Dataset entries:
>>

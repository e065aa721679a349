mod clique_graph;
mod disjoint_set_union;
mod nomerge;
mod parent_child;
use crate::solver::chordal::*;
pub(crate) use clique_graph::*;
pub(crate) use disjoint_set_union::*;
pub(crate) use nomerge::*;
pub(crate) use parent_child::*;

#[cfg(test)]
mod tests;

// Clique merging runs through a fixed scheduler; strategies only decide
// which candidates to offer and whether to accept them.

pub(crate) trait MergeStrategy {
    // scheduler shared by every strategy.  Candidates keep coming
    // until the strategy stops, runs dry, or the structure degenerates
    // to a single clique
    fn merge_cliques(&mut self, t: &mut SuperNodeTree) {
        self.initialise(t);

        while !(self.is_done() || t.n_cliques <= 1) {
            let Some(cand) = self.traverse(t) else {
                break;
            };

            let do_merge = self.evaluate(t, cand);
            if do_merge {
                self.merge_two_cliques(t, cand);
            }
            self.log_merge(t, cand, do_merge);
            self.update_strategy(t, cand, do_merge);
        }

        self.post_process_merge(t);
    }

    // record the outcome of a candidate evaluation
    fn log_merge(&self, t: &mut SuperNodeTree, cand: (usize, usize), accepted: bool) {
        t.merge_log.push(MergeLogEntry { cand, accepted });
    }

    // prepare the tree and any internal bookkeeping
    fn initialise(&mut self, t: &mut SuperNodeTree);

    // true once no further candidates should be offered
    fn is_done(&self) -> bool;

    // propose the next candidate pair, if any
    fn traverse(&mut self, t: &SuperNodeTree) -> Option<(usize, usize)>;

    // decide whether the candidate pair should merge
    fn evaluate(&mut self, t: &SuperNodeTree, cand: (usize, usize)) -> bool;

    // carry out an accepted merge
    fn merge_two_cliques(&self, t: &mut SuperNodeTree, cand: (usize, usize));

    // refresh bookkeeping after a candidate was handled
    fn update_strategy(&mut self, t: &SuperNodeTree, cand: (usize, usize), do_merge: bool);

    // restore the tree invariants once merging is finished
    fn post_process_merge(&mut self, t: &mut SuperNodeTree);
}

// edge weighting policies for the clique graph strategy.  A positive
// weight predicts that one larger projection is cheaper than two
// smaller ones.
#[derive(Clone, Copy, Debug)]
pub(crate) enum EdgeWeightMethod {
    // |Ci|³ + |Cj|³ - |Ci ∪ Cj|³
    Complexity,
}

// utilities

// sets[dst] absorbs sets[src], leaving the source empty.  Taking the
// source out first sidesteps the aliasing problem of indexing the same
// slice twice.

pub(crate) fn absorb_set(sets: &mut [VertexSet], dst: usize, src: usize) {
    if dst == src {
        return;
    }
    let moved = std::mem::take(&mut sets[src]);
    sets[dst].extend(moved);
}
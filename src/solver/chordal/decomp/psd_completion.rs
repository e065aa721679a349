#![allow(non_snake_case)]

use crate::algebra::*;
use crate::solver::chordal::{ChordalInfo, SparsityPattern};
use crate::solver::DefaultVariables;

// -----------------------------------
// psd completion
// -----------------------------------

// The entries of the dual that correspond to structural zeros of the
// decomposed pattern are not constrained by the problem.  To return a
// positive semidefinite dual they must be filled in by a completion
// pass over the clique tree.

impl<T> ChordalInfo<T>
where
    T: FloatT,
{
    pub(crate) fn psd_completion(&self, variables: &mut DefaultVariables<T>) {
        // working with the cones of the original problem here,
        // not the decomposed ones
        let cones = &self.init_cones;

        // row ranges of the original cones
        let mut row_ranges = Vec::with_capacity(cones.len());
        let mut start = 0;
        for cone in cones.iter() {
            let stop = start + cone.nvars();
            row_ranges.push(start..stop);
            start = stop;
        }

        for pattern in self.spatterns.iter() {
            let row_range = row_ranges[pattern.orig_index].clone();
            let z = &mut variables.μ[row_range];
            complete(z, pattern);
        }
    }
}

fn complete<T>(z: &mut [T], pattern: &SparsityPattern)
where
    T: FloatT,
{
    let n = pattern.ordering.len();
    let mut Z = Matrix::zeros((n, n));
    svec_to_mat(&mut Z, z);
    psd_complete(&mut Z, pattern);
    mat_to_svec(z, &Z);
}

// positive semidefinite completion (from Vandenberghe - Chordal Graphs
// and Semidefinite Optimization, p. 362)
// input: A - a positive semidefinite completable matrix

fn psd_complete<T>(A: &mut Matrix<T>, pattern: &SparsityPattern)
where
    T: FloatT,
{
    let sntree = &pattern.sntree;
    let p = &pattern.ordering;
    let ip = invperm(p);
    let N = A.ncols();

    // permute the matrix based on the ordering p, so that W is in the
    // order that the cliques were computed in
    let mut W = Matrix::zeros((N, N));
    W.subsref(A, p, p);

    let mut Wαα = Matrix::<T>::zeros((0, 0));
    let mut Wαν = Matrix::<T>::zeros((0, 0));
    let mut Wηα = Matrix::<T>::zeros((0, 0));
    let mut Wηα_times_Y = Matrix::<T>::zeros((0, 0));

    // traverse the supernode tree in descending order, given by the
    // post-ordering of the cliques
    for j in (0..(sntree.n_cliques - 1)).rev() {
        // vertex set of the supernode, in consecutive order after
        // the reordering step at setup
        let ν: Vec<usize> = sntree.get_snd(j).iter().copied().collect();

        // the separator: column indices of the unknown blocks
        let α: Vec<usize> = sntree.get_sep(j).iter().copied().collect();

        // row indices of the lower-triangular unknowns in the columns
        // of the supernode
        let i = ν[0];
        let η: Vec<usize> = ((i + 1)..N)
            .filter(|x| !α.contains(x) && !ν.contains(x))
            .collect();

        Wαα.subsref(&W, &α, &α);
        Wαν.subsref(&W, &α, &ν);
        Wηα.subsref(&W, &η, &α);

        // solve Wαα \ Wαν.  Cholesky first; if the separator block is
        // singular, fall back to a pseudoinverse solve through the
        // eigendecomposition
        let mut chol = CholeskyEngine::new(α.len());
        match chol.factor(&Wαα) {
            Ok(()) => {
                chol.solve(&mut Wαν);
            }
            Err(_) => {
                pinv_solve(&mut Wαν, &Wαα);
            }
        }

        let Y = &Wαν; // solved in place
        Wηα_times_Y.resize((η.len(), ν.len()));
        Wηα_times_Y.gemm(MatrixShape::N, MatrixShape::N, &Wηα, Y, T::one(), T::zero());

        W.subsasgn(&η, &ν, &Wηα_times_Y);

        // symmetry condition
        W.subsasgn_t(&ν, &η, &Wηα_times_Y);
    }

    // invert the permutation
    A.subsref(&W, &ip, &ip);
}

// overwrite B with pinv(A) * B for symmetric A
fn pinv_solve<T>(B: &mut Matrix<T>, A: &Matrix<T>)
where
    T: FloatT,
{
    let n = A.nrows();
    let mut eng = EigEngine::<T>::new(n);
    let mut Awork = A.clone();
    eng.eigen(&mut Awork).expect("eigendecomposition failure");

    let V = eng.V.as_ref().unwrap();
    let λ = &eng.λ;

    // pseudoinversion threshold relative to the largest eigenvalue
    let λmax = λ.iter().fold(T::zero(), |acc, &v| T::max(acc, T::abs(v)));
    let thresh = λmax * T::epsilon() * T::from_usize(n.max(1)).unwrap();

    // C = V' * B
    let mut C = Matrix::zeros((n, B.ncols()));
    C.gemm(MatrixShape::T, MatrixShape::N, V, B, T::one(), T::zero());

    // scale rows of C by the pseudoinverted eigenvalues
    for r in 0..n {
        let scale = {
            if T::abs(λ[r]) > thresh {
                T::recip(λ[r])
            } else {
                T::zero()
            }
        };
        for c in 0..C.ncols() {
            C[(r, c)] *= scale;
        }
    }

    // B = V * C
    B.gemm(MatrixShape::N, MatrixShape::N, V, &C, T::one(), T::zero());
}
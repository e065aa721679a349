#![allow(non_snake_case)]

use crate::algebra::FloatT;
use enum_dispatch::*;

// the supported cone wrapper type for primitives
// and the composite cone
mod compositecone;
mod supportedcone;
// primitive cone types
mod boxcone;
mod expcone;
mod nonnegativecone;
mod powcone;
mod psdcone;
mod socone;
mod zerocone;

// re-export everything to appear as one module
pub use {
    boxcone::*, compositecone::*, expcone::*, nonnegativecone::*, powcone::*, psdcone::*,
    socone::*, supportedcone::*, zerocone::*,
};

/// Operations required of every cone variant.
///
/// Projections are total on ℝⁿ and idempotent.  The membership tests
/// `in_dual` and `in_recession` serve the infeasibility certificates,
/// and the equilibration hooks keep diagonal scaling compatible with
/// cones that only admit a scalar block scaling.
#[enum_dispatch]
pub trait Cone<T>
where
    T: FloatT,
{
    // number of variables in the cone
    fn numel(&self) -> usize;

    // orthogonal projection onto the cone, in place
    fn project(&mut self, x: &mut [T]);

    // test y ∈ 𝒦* (dual cone membership), within tol
    fn in_dual(&mut self, y: &[T], tol: T) -> bool;

    // test x ∈ 𝒦^∞ (recession cone membership), within tol
    fn in_recession(&mut self, x: &[T], tol: T) -> bool;

    // support function σ_𝒦(y).  Infinite unless y is in the polar
    // cone, except for compact sets (Box) where it is always finite.
    fn support_function(&mut self, y: &[T], tol: T) -> T;

    // converts an elementwise scaling into a scaling that preserves
    // cone membership.  Returns true if the correction δ is not
    // identically one.
    fn rectify_equilibration(&self, δ: &mut [T], e: &[T]) -> bool;

    // hook for cones carrying data in problem units (Box bounds)
    fn scale_units(&mut self, e: &[T]);
}
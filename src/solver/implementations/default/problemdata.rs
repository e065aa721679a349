#![allow(non_snake_case)]
use super::*;
use crate::algebra::*;
use crate::solver::core::cones::{Cone, CompositeCone};
use crate::solver::core::SolverError;

// ---------------
// problem data in the solver's internal (scaled) form
// ---------------

/// Problem matrices and vectors, held in equilibrated form once
/// setup scaling has been applied.
pub struct DefaultProblemData<T> {
    /// quadratic cost, upper triangular part
    pub P: CscMatrix<T>,
    /// linear cost
    pub q: Vec<T>,
    /// constraint matrix
    pub A: CscMatrix<T>,
    /// constraint right hand side
    pub b: Vec<T>,

    /// number of variables
    pub n: usize,
    /// number of constraint rows
    pub m: usize,

    /// equilibration scalings
    pub equilibration: DefaultEquilibrationData<T>,
}

impl<T> DefaultProblemData<T>
where
    T: FloatT,
{
    pub fn new(
        P: &CscMatrix<T>,
        q: &[T],
        A: &CscMatrix<T>,
        b: &[T],
        cones: &CompositeCone<T>,
    ) -> Result<Self, SolverError> {
        let (m, n) = A.size();

        if !P.is_square() || P.n != n {
            return Err(SolverError::DimensionMismatch(format!(
                "P must be square with dimension matching A columns ({})",
                n
            )));
        }
        if q.len() != n {
            return Err(SolverError::DimensionMismatch(format!(
                "q has length {}, expected {}",
                q.len(),
                n
            )));
        }
        if b.len() != m {
            return Err(SolverError::DimensionMismatch(format!(
                "b has length {}, expected {}",
                b.len(),
                m
            )));
        }
        if cones.numel() != m {
            return Err(SolverError::DimensionMismatch(format!(
                "cone dimensions sum to {}, expected {}",
                cones.numel(),
                m
            )));
        }

        P.check_format()?;
        A.check_format()?;

        // only the upper triangle of P is retained
        let P = P.to_triu();

        Ok(Self {
            P,
            q: q.to_vec(),
            A: A.clone(),
            b: b.to_vec(),
            n,
            m,
            equilibration: DefaultEquilibrationData::new(n, m),
        })
    }
}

<<

EXERCISE AIM: Report the total of lines above containing the string "positive", and write nothing besides it.

RESPONSE AREA: 4